Learn about fertility and how kidney disease can impact your fertility.
Medically reviewed by
Dr. Jessica Tangren
Last updated
September 24, 2024

What is fertility?

Fertility refers to your ability to become pregnant and have children. Women (or people with a uterus and ovaries) are most fertile (most able to become pregnant) in their late teens and twenties, but fertility continues into their forties

Fertility also applies to men (or people with testicles). While men do not carry a pregnancy, the health and amount of their sperm is important for their partner's ability to become pregnant. Sperm are cells created in the testicles and are responsible for fertilizing an egg, resulting in an embryo, which is the earliest stage of growth for a baby.

Men are fertile for most of their lifespan.

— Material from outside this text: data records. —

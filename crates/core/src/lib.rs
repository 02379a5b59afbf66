// SPDX-License-Identifier: BUSL-1.1
// Copyright (c) 2026 Alfred Jean LLC

// Allow panic!/unwrap/expect in test code
#![cfg_attr(test, allow(clippy::panic))]
#![cfg_attr(test, allow(clippy::unwrap_used))]
#![cfg_attr(test, allow(clippy::expect_used))]

//! aether-core: core types for the Aether agent-execution kernel

pub mod clock;
pub mod cron_expr;
pub mod error;
pub mod event;
pub mod filter;
pub mod id;
pub mod process;
pub mod records;
pub mod sanitize;

#[cfg(any(test, feature = "test-support"))]
pub mod test_support;

pub use clock::{Clock, FakeClock, SystemClock};
pub use cron_expr::{CronError, CronSchedule};
pub use error::{ErrorCode, KernelError};
pub use event::{Event, TopicPattern};
pub use filter::EventFilter;
pub use id::{
    CronId, IdGen, MemoryId, OrgId, Pid, PlanId, PolicyId, SequentialIdGen, SnapshotId, TeamId,
    TriggerId, Uid, UuidIdGen, WebhookId,
};
pub use process::{AgentConfig, AgentPhase, ExitReason, ProcState, ProcessInfo};
pub use records::{
    AgentLogEntry, AuditEntry, CronJob, DlqEntry, Effect, EventTrigger, FeedbackRecord,
    FileMetadata, FileType, InboundWebhook, KernelMetric, KvEntry, LogPhase, MemoryLayer,
    MemoryRecord, OrgMember, OrgRole, Organization, PermissionPolicy, PlanNode, PlanRecord,
    PlanStatus, ReflectionRecord, Role, SnapshotRecord, Team, TeamMember, UserRecord, Webhook,
    WebhookLogEntry,
};
pub use sanitize::sanitize_json;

However, men with chronic health conditions can experience a decline sperm quality which can impact their fertility.  

Infertility is defined as the inability to become pregnant after 12 months (one year) of trying. It is a common condition, occurring in 1 in 6 people across the world.

CKD and women's fertility 

Your kidneys are responsible for many bodily processes, including some hormones (chemical messengers in your body) that regulate your fertility. It is not fully known how chronic kidney disease (CKD) affects your ability to become pregnant, however scientists know that as your glomerular filtration rate (eGFR) declines, so does your fertility. In other words, as CKD becomes more advanced, your ability to become pregnant decreases.  

Once your eGFR is below 15 mL/min, changes in your menstrual cycle (periods) can develop. This can include no longer ovulating (the process by which an egg is released from the ovaries into the uterus). Ovulation is necessary to become pregnant, so when it stops, you are no longer fertile. Your periods may stop entirely, or the time between periods may become longer.

CKD and men's fertility

Men with CKD are also at an increased risk for issues with fertility. Impaired erectile dysfunction, becoming aroused (turned on), creating sperm and having healthy sperm all contribute to these issues.  

While this can be caused by hormonal issues, it can also be caused by high blood pressure, diabetes, and certain medicines. High blood pressure and diabetes can damage blood vessels, causing erectile dysfunction. Medicines can lower the amount of sperm, how easily the sperm can move, and the function of the sperm.  

Dialysis can also impact the health and amount of sperm.

Transplant and fertility

After a kidney transplant, fertility is often improved for both women and men. This is because the kidney transplant can restore the hormonal cycles. Women can resume a normal menstrual cycle as soon as 6 weeks after a kidney transplant.  

Rates of successful pregnancies after transplant are similar to the general population, however it is important to work with your healthcare providers if you want to become pregnant after a transplant. Many medicines used to keep your kidney transplant healthy cannot be used in pregnancy because they may harm the developing baby, so it's important to discuss future pregnancy plans with your doctors.

What can I do if I have CKD and struggle with fertility? 

Struggling with fertility is a difficult experience, both physically and mentally.

Talk to your nephrologist (kidney doctor) about your pregnancy goals and if you are experiencing infertility. You can also request to see a fertility specialist, called a reproductive endocrinologist.  

If you do not feel supported or listened to by your nephrologist when discussing family planning, you can let them know and ask to see a new nephrologist.